表4 不同培養(yǎng)基組分的方差分析結果
采用篩選出的實際最佳培養(yǎng)基組合,即0.1 g/L硼酸+2 g/L硫酸鎂+0.08 g/L氯化鉀+0.6 g/L氯化鈣+1.8 g/L肌醇+3 g/L MES+100 g/L蔗糖,對4個品種捕蠅草的花粉萌發(fā)率進行檢測,結果表明:4個捕蠅草品種的花粉萌發(fā)率間存在極顯著差異,其中大嘴捕蠅草的花粉萌發(fā)率達到了62.14%,而鋸齒捕蠅草和23號捕蠅草的花粉萌發(fā)率分別僅為2.60%和4.04%(圖6)。
圖6 不同品種捕蠅草花粉萌發(fā)率的比較
以大嘴捕蠅草為試驗材料,在同一天的9:00~11:00、11:00~13:00、13:00~15:00、15:00~17:00 這4個時間段內采集花粉進行培養(yǎng)。由圖7可知,在9:00~11:00這一時間段的花粉萌發(fā)率高達51.83%。進一步的方差分析結果顯示,不同取樣時間的捕蠅草花粉萌發(fā)率的差異達到極顯著水平(P<0.01)。
圖7 不同取樣時間對捕蠅草花粉萌發(fā)率的影響
捕蠅草花朵在未開至開放及凋謝的過程中,柱頭的形態(tài)呈階段性的變化(表5)。利用聯(lián)苯胺—過氧化氫法測定柱頭的可授性可知,當小花未開花、開花第1天、開花第2天時的柱頭直立,直至開花第3天,柱頭逐漸彎曲,呈“γ”狀;柱頭的可授性從開花第2~第7天呈現(xiàn)出先增強隨后減弱的趨勢,第4~第5天最強,且柱頭的形狀從“γ”狀慢慢變成“羊角狀”(圖8)。
圖8 不同開花時間的柱頭形態(tài)
表5 捕蠅草的柱頭可授性與柱頭形態(tài)
杜文文等[16]采用4種方法檢驗了30種秋海棠的花粉活力,發(fā)現(xiàn)TTC、I2-KI染色法均不能使花粉粒染色,離體培養(yǎng)后也不會萌發(fā),而用孢粉染色法能很好地區(qū)分有活力或敗育的花粉。本研究也采用這4種方法測定了捕蠅草花粉活力,結果表明:3種染色法雖然都能使花粉染色,但是不能準確地區(qū)分有活力或敗育的花粉;而在培養(yǎng)基培養(yǎng)下捕蠅草花粉能萌發(fā)并長出花粉管,這表明離體萌發(fā)法是測定捕蠅草花粉活力最有效的方法。

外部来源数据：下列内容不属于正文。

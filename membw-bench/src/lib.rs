//! membw-bench: 多线程流式拷贝带宽测试
//!
//! Drives the whole measurement: validate the configuration, allocate and
//! initialize the workspace, partition it across pinned workers, run the
//! trials, reduce the times and turn the best one into MB/s.
//!
//! ```rust,no_run
//! use membw_bench::{BenchConfig, run_benchmark};
//!
//! let report = run_benchmark(&BenchConfig::with_threads(4)).unwrap();
//! println!("{}", report.summary_line());
//! ```

pub mod barrier;
pub mod config;
pub mod error;
pub mod partition;
pub mod report;
pub mod stats;
pub mod trial;
pub mod worker;

pub use barrier::{BarrierError, BarrierWaitResult, TrialBarrier};
pub use config::{BenchConfig, ConfigError};
pub use error::{BenchError, BenchResult};
pub use partition::{CpuMapConfig, CpuMapper, IdentityMap, Partition, ScatterMap};
pub use report::{BenchmarkReport, ByteAccounting};
pub use stats::{Reducer, TrialStats};
pub use trial::{TrialSample, run_trial};
pub use worker::WorkerReport;

use membw_mem::workspace::DEST_INIT;
use membw_mem::{ElementWidth, SimdLevel, StreamElement, Workspace, validate_copy};

/// Trials shorter than this many clock ticks are reported as unreliable.
const MIN_TICKS_PER_TRIAL: f64 = 20.0;

/// Raw outcome of all trials of one run.
#[derive(Debug, Clone)]
pub struct BenchmarkRun {
    pub trials: Vec<TrialSample>,
    pub stats: TrialStats,
}

impl BenchmarkRun {
    /// Trial times in execution order, warm-up included.
    pub fn times(&self) -> Vec<f64> {
        self.trials.iter().map(|t| t.time).collect()
    }
}

/// A prepared benchmark over elements of type `T`.
#[derive(Debug)]
pub struct Benchmark<T: StreamElement> {
    config: BenchConfig,
    workspace: Workspace<T>,
    partitions: Vec<Partition>,
    level: SimdLevel,
    /// Every worker's destination slice is aligned for streaming stores
    streaming: bool,
}

impl<T: StreamElement> Benchmark<T> {
    /// Validates `config`, then allocates, initializes and partitions the
    /// workspace. Nothing is timed yet.
    pub fn new(config: &BenchConfig) -> BenchResult<Self> {
        config.validate()?;
        if config.element_width != T::WIDTH {
            return Err(ConfigError::Invalid(format!(
                "element_width {} does not match element type {}",
                config.element_width,
                T::NAME
            ))
            .into());
        }

        let mapper = config.cpu_map.mapper();
        let partitions = partition::partition(
            config.element_count,
            config.threads,
            config.effective_vector_width(),
            mapper.as_ref(),
        )?;

        let mut workspace = Workspace::allocate(config.element_count, config.offset_bytes)?;
        let ((), init_ns) = membw_osal::measure(|| workspace.initialize());
        log::debug!("initialized workspace in {:.3} ms", init_ns as f64 * 1.0e-6);

        let level = config.kernel.resolve();
        let unaligned = partition::unaligned_workers(
            workspace.destination().as_ptr() as usize,
            T::WIDTH.bytes(),
            &partitions,
            level,
        );
        if !unaligned.is_empty() {
            log::warn!(
                "workers {:?} have destinations off the {}-byte vector alignment \
                 (offset_bytes {}, vector_width {}); {} falls back to ordinary stores",
                unaligned,
                level.vector_bytes(),
                config.offset_bytes,
                config.effective_vector_width(),
                level
            );
        }
        let streaming = level != SimdLevel::Portable && unaligned.is_empty();

        log::info!(
            "{} threads, {} x {} elements, chunk {}, kernel {}",
            config.threads,
            config.element_count,
            T::NAME,
            partitions.first().map_or(0, |p| p.len),
            level
        );

        Ok(Self {
            config: config.clone(),
            workspace,
            partitions,
            level,
            streaming,
        })
    }

    pub fn config(&self) -> &BenchConfig {
        &self.config
    }

    pub fn partitions(&self) -> &[Partition] {
        &self.partitions
    }

    pub fn workspace(&self) -> &Workspace<T> {
        &self.workspace
    }

    #[inline]
    pub fn level(&self) -> SimdLevel {
        self.level
    }

    /// Whether every worker copies with streaming stores.
    #[inline]
    pub fn streaming(&self) -> bool {
        self.streaming
    }

    /// Kernel name as reported, reflecting the store path actually taken.
    pub fn kernel_label(&self) -> &'static str {
        if self.streaming {
            self.level.name()
        } else {
            self.level.temporal_name()
        }
    }

    /// Runs every trial, reduces the measured ones and checks the copy.
    pub fn run(&mut self) -> BenchResult<BenchmarkRun> {
        let mut reducer = Reducer::new(self.config.warmup_trials);
        let mut trials = Vec::with_capacity(self.config.repetitions);

        for trial in 0..self.config.repetitions {
            let (src, dst) = self.workspace.copy_views();
            let sample = run_trial(
                trial,
                src,
                dst,
                &self.partitions,
                self.level,
                self.config.pin_threads,
            )?;
            reducer.push(sample.time);
            trials.push(sample);
        }
        let stats = reducer.finish();

        self.check_timer_resolution(&stats);
        if self.config.validate {
            self.validate()?;
        }

        Ok(BenchmarkRun { trials, stats })
    }

    fn check_timer_resolution(&self, stats: &TrialStats) {
        let tick_us = membw_osal::clock_granularity_us();
        if tick_us == 0 || stats.is_empty() {
            return;
        }
        let ticks = stats.min * 1.0e6 / tick_us as f64;
        if ticks < MIN_TICKS_PER_TRIAL {
            log::warn!(
                "fastest trial took only {:.1} clock ticks ({} us each); increase element_count",
                ticks,
                tick_us
            );
        }
    }

    /// Destination equals source over the processed prefix and still holds
    /// its initial value beyond it.
    pub fn validate(&self) -> BenchResult<()> {
        let processed = partition::processed_elements(&self.partitions);
        validate_copy(
            self.workspace.source(),
            self.workspace.destination(),
            processed,
            T::from_f64(DEST_INIT),
        )?;
        Ok(())
    }

    /// Converts a finished run into the reported numbers.
    pub fn report(&self, run: BenchmarkRun) -> BenchmarkReport {
        let processed = partition::processed_elements(&self.partitions);
        let elements = self
            .config
            .accounting
            .elements(processed, self.config.element_count);
        let bytes = report::bytes_moved(T::WIDTH.bytes(), elements);
        let bandwidth = report::bandwidth_mbs(bytes, run.stats.min);

        let insufficient = bandwidth == 0.0;
        if insufficient {
            log::warn!(
                "insufficient array size: {} elements over {} threads leaves nothing measurable",
                self.config.element_count,
                self.config.threads
            );
        }

        BenchmarkReport {
            threads: self.config.threads,
            element_type: T::NAME,
            kernel: self.kernel_label(),
            streaming: self.streaming,
            accounting: self.config.accounting,
            element_count: self.config.element_count,
            processed_elements: processed,
            bytes_moved: bytes,
            bandwidth_mbs: bandwidth,
            insufficient,
            stats: run.stats,
            partitions: self.partitions.clone(),
            trials: run.trials,
        }
    }
}

/// Prepares and runs a benchmark for the configured element width.
pub fn run_benchmark(config: &BenchConfig) -> BenchResult<BenchmarkReport> {
    match config.element_width {
        ElementWidth::Four => run_typed::<f32>(config),
        ElementWidth::Eight => run_typed::<f64>(config),
    }
}

fn run_typed<T: StreamElement>(config: &BenchConfig) -> BenchResult<BenchmarkReport> {
    let mut bench = Benchmark::<T>::new(config)?;
    let run = bench.run()?;
    Ok(bench.report(run))
}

花粉萌發(fā)需要在一定的環(huán)境條件下才能進行。王曉慶等[23]研究發(fā)現(xiàn),當溫度為25 ℃時,早生新水梨花的萌發(fā)率提高了53%。同時,段青等[24]研究發(fā)現(xiàn),當pH值6.0、培養(yǎng)溫度25 ℃時,大麗花花粉的萌發(fā)率明顯提高,培養(yǎng)時間2.5 h時花粉管明顯伸長。本研究通過單因素試驗得出pH值5.0、培養(yǎng)溫度30 ℃的條件適合于捕蠅草的花粉萌發(fā),而培養(yǎng)時間的長短對花粉萌發(fā)率的影響不明顯。本試驗對pH值設置了6個梯度,但未進行更低pH值的試驗,下一步擬開展pH值<5.0條件對捕蠅草花粉萌發(fā)率影響的比較試驗。

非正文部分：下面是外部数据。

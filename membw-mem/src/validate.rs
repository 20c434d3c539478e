//! Post-run copy validation

use std::fmt;

use thiserror::Error;

use crate::element::StreamElement;

/// Which part of the destination failed the check.
#[derive(Debug, Clone, Copy, PartialEq, Eq)]
pub enum Region {
    /// Elements covered by a partition, expected to equal the source
    Copied,
    /// Trailing elements no worker touches, expected to keep their initial value
    Untouched,
}

impl fmt::Display for Region {
    fn fmt(&self, f: &mut fmt::Formatter<'_>) -> fmt::Result {
        match self {
            Region::Copied => f.write_str("copied"),
            Region::Untouched => f.write_str("untouched"),
        }
    }
}

#[derive(Debug, Clone, PartialEq, Error)]
#[error("validation failed in {region} region at index {index}: expected {expected}, found {found}")]
pub struct ValidationError {
    pub region: Region,
    pub index: usize,
    pub expected: f64,
    pub found: f64,
}

/// Checks that `dst[..processed]` equals `src[..processed]` and that the rest
/// of `dst` still holds `untouched`.
pub fn validate_copy<T: StreamElement>(
    src: &[T],
    dst: &[T],
    processed: usize,
    untouched: T,
) -> Result<(), ValidationError> {
    debug_assert_eq!(src.len(), dst.len());
    let processed = processed.min(dst.len());

    if let Some(index) = (0..processed).find(|&i| dst[i] != src[i]) {
        return Err(ValidationError {
            region: Region::Copied,
            index,
            expected: src[index].to_f64(),
            found: dst[index].to_f64(),
        });
    }

    if let Some(offset) = dst[processed..].iter().position(|&x| x != untouched) {
        let index = processed + offset;
        return Err(ValidationError {
            region: Region::Untouched,
            index,
            expected: untouched.to_f64(),
            found: dst[index].to_f64(),
        });
    }

    log::debug!(
        "validated {} copied and {} untouched elements",
        processed,
        dst.len() - processed
    );
    Ok(())
}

在優(yōu)化的條件下,以BK培養(yǎng)基為基本培養(yǎng)基,探討了硼酸、蔗糖和MES對捕蠅草花粉萌發(fā)率的影響,結果表明其花粉萌發(fā)率依次表現(xiàn)為硼酸>蔗糖> MES。BK培養(yǎng)基中還含有其他的營養(yǎng)元素,對花粉的萌發(fā)也起到了一定的作用,但考慮到因素過多而使得分析變得復雜,本試驗只選取了硼酸、蔗糖、MES這3個主要的因素進行試驗。
在優(yōu)化的培養(yǎng)基中,對4個品種的捕蠅草的花粉活力進行測定,結果表明:各品種之間的花粉萌發(fā)率存在顯著差異,大嘴捕蠅草的花粉萌發(fā)率高達62.14%,而鋸齒捕蠅草和23號捕蠅草的花粉萌發(fā)率分別僅為2.60%和4.04%,說明捕蠅草花粉萌發(fā)的培養(yǎng)基具有特異性。

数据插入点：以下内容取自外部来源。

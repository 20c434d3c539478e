//! Bandwidth computation and output formatting

use std::fmt::Write as _;

use serde::{Deserialize, Serialize};

use crate::partition::Partition;
use crate::stats::TrialStats;
use crate::trial::TrialSample;

/// Which element count the reported byte total is based on.
#[derive(Debug, Clone, Copy, Default, PartialEq, Eq, Serialize, Deserialize)]
#[serde(rename_all = "lowercase")]
pub enum ByteAccounting {
    /// Elements actually copied, `threads * chunk`
    #[default]
    Moved,
    /// Full array length, whether copied or not
    Nominal,
}

impl ByteAccounting {
    pub fn elements(self, processed: usize, element_count: usize) -> usize {
        match self {
            ByteAccounting::Moved => processed,
            ByteAccounting::Nominal => element_count,
        }
    }
}

/// One read plus one write per element.
#[inline]
pub fn bytes_moved(element_size: usize, elements: usize) -> u64 {
    2 * element_size as u64 * elements as u64
}

/// `1e-6 * bytes / min_time`, or 0 when there is nothing meaningful to
/// divide.
pub fn bandwidth_mbs(bytes: u64, min_time: f64) -> f64 {
    if bytes == 0 || !min_time.is_finite() || min_time <= 0.0 {
        return 0.0;
    }
    1.0e-6 * bytes as f64 / min_time
}

/// Everything measured by one benchmark run.
#[derive(Debug, Clone, Serialize)]
pub struct BenchmarkReport {
    pub threads: usize,
    pub element_type: &'static str,
    /// `*-stream` only when every worker used streaming stores
    pub kernel: &'static str,
    pub streaming: bool,
    pub accounting: ByteAccounting,
    pub element_count: usize,
    pub processed_elements: usize,
    pub bytes_moved: u64,
    pub bandwidth_mbs: f64,
    /// No bytes were moved, or no trial took measurable time
    pub insufficient: bool,
    pub stats: TrialStats,
    pub partitions: Vec<Partition>,
    /// Every trial, warm-up included
    pub trials: Vec<TrialSample>,
}

impl BenchmarkReport {
    pub fn summary_line(&self) -> String {
        format!(
            "Threads:\t{}\tRead and write bandwidth (MB/s):\t{:12.1}",
            self.threads, self.bandwidth_mbs
        )
    }

    /// STREAM-style table with per-trial detail underneath.
    pub fn table(&self) -> String {
        let mut out = String::new();
        let _ = writeln!(
            out,
            "Function    Best Rate MB/s  Avg time     Min time     Max time"
        );
        let _ = writeln!(
            out,
            "Copy:       {:12.1}  {:11.6}  {:11.6}  {:11.6}",
            self.bandwidth_mbs,
            self.stats.avg(),
            self.stats.min,
            self.stats.max
        );
        let _ = writeln!(
            out,
            "kernel {} ({}), {} of {} elements copied",
            self.kernel, self.element_type, self.processed_elements, self.element_count
        );
        for sample in &self.trials {
            let _ = writeln!(out, "  trial {:>3}: {:11.6}s", sample.trial, sample.time);
        }
        out
    }

    pub fn to_json(&self) -> Result<String, serde_json::Error> {
        serde_json::to_string_pretty(self)
    }
}

#[cfg(test)]
mod tests {
    use super::*;

    fn report(bandwidth: f64) -> BenchmarkReport {
        BenchmarkReport {
            threads: 4,
            element_type: "f32",
            kernel: "portable",
            streaming: false,
            accounting: ByteAccounting::Moved,
            element_count: 1024,
            processed_elements: 1024,
            bytes_moved: bytes_moved(4, 1024),
            bandwidth_mbs: bandwidth,
            insufficient: false,
            stats: TrialStats::from_times(&[3.0, 1.0, 2.0], 1),
            partitions: Vec::new(),
            trials: Vec::new(),
        }
    }

    #[test]
    fn test_bandwidth() {
        assert_eq!(bytes_moved(4, 1000), 8000);
        assert!((bandwidth_mbs(8_000_000, 0.5) - 16.0).abs() < 1e-9);
    }

    #[test]
    fn test_bandwidth_zero_guards() {
        assert_eq!(bandwidth_mbs(0, 1.0), 0.0);
        assert_eq!(bandwidth_mbs(100, 0.0), 0.0);
        assert_eq!(bandwidth_mbs(100, -1.0), 0.0);
        assert_eq!(bandwidth_mbs(100, f64::NAN), 0.0);
    }

    #[test]
    fn test_accounting() {
        assert_eq!(ByteAccounting::Moved.elements(960, 1000), 960);
        assert_eq!(ByteAccounting::Nominal.elements(960, 1000), 1000);
        assert_eq!(ByteAccounting::default(), ByteAccounting::Moved);
    }

    #[test]
    fn test_summary_line_format() {
        assert_eq!(
            report(12345.678).summary_line(),
            "Threads:\t4\tRead and write bandwidth (MB/s):\t     12345.7"
        );
        assert_eq!(
            report(0.0).summary_line(),
            "Threads:\t4\tRead and write bandwidth (MB/s):\t         0.0"
        );
    }

    #[test]
    fn test_table() {
        let table = report(100.0).table();
        let mut lines = table.lines();
        assert!(lines.next().unwrap().starts_with("Function    Best Rate MB/s"));
        let copy = lines.next().unwrap();
        assert!(copy.starts_with("Copy:"));
        assert!(copy.contains("1.500000"));
    }

    #[test]
    fn test_json() {
        let json = report(42.0).to_json().unwrap();
        let value: serde_json::Value = serde_json::from_str(&json).unwrap();
        assert_eq!(value["threads"], 4);
        assert_eq!(value["accounting"], "moved");
        assert_eq!(value["streaming"], false);
        assert_eq!(value["bandwidth_mbs"], 42.0);
        assert_eq!(value["stats"]["count"], 2);
    }
}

趙劍穎等[25]研究發(fā)現(xiàn),萬壽菊的花粉活力在一天之中表現(xiàn)為先升高后降低的趨勢,其中在11∶00 ~13∶00之間的花粉活力最高。本研究發(fā)現(xiàn)捕蠅草花粉活力在一天之中呈現(xiàn)下降的趨勢,以9∶00~11∶00時捕蠅草花粉活力最高,為51.83%,該時間段適合進行捕蠅草雜交授粉。
捕蠅草柱頭形態(tài)與可授性密切相關,未開花的柱頭無可授性;當柱頭開始從中間分叉時,柱頭開始具有可授性,柱頭的可授性可保持5 d;當柱頭的分叉向外卷曲為“羊角狀”時,柱頭則會失去可授性。聯(lián)苯胺—過氧化氫法被普遍認為是檢測柱頭可授性的可靠方法[25-28],然而對于捕蠅草來說,柱頭需要較長的時間才能被染上棕色而不是藍色,但仍會產生氣泡。因此,在本研究中以產生氣泡的多少來確定捕蠅草的柱頭活力的強弱。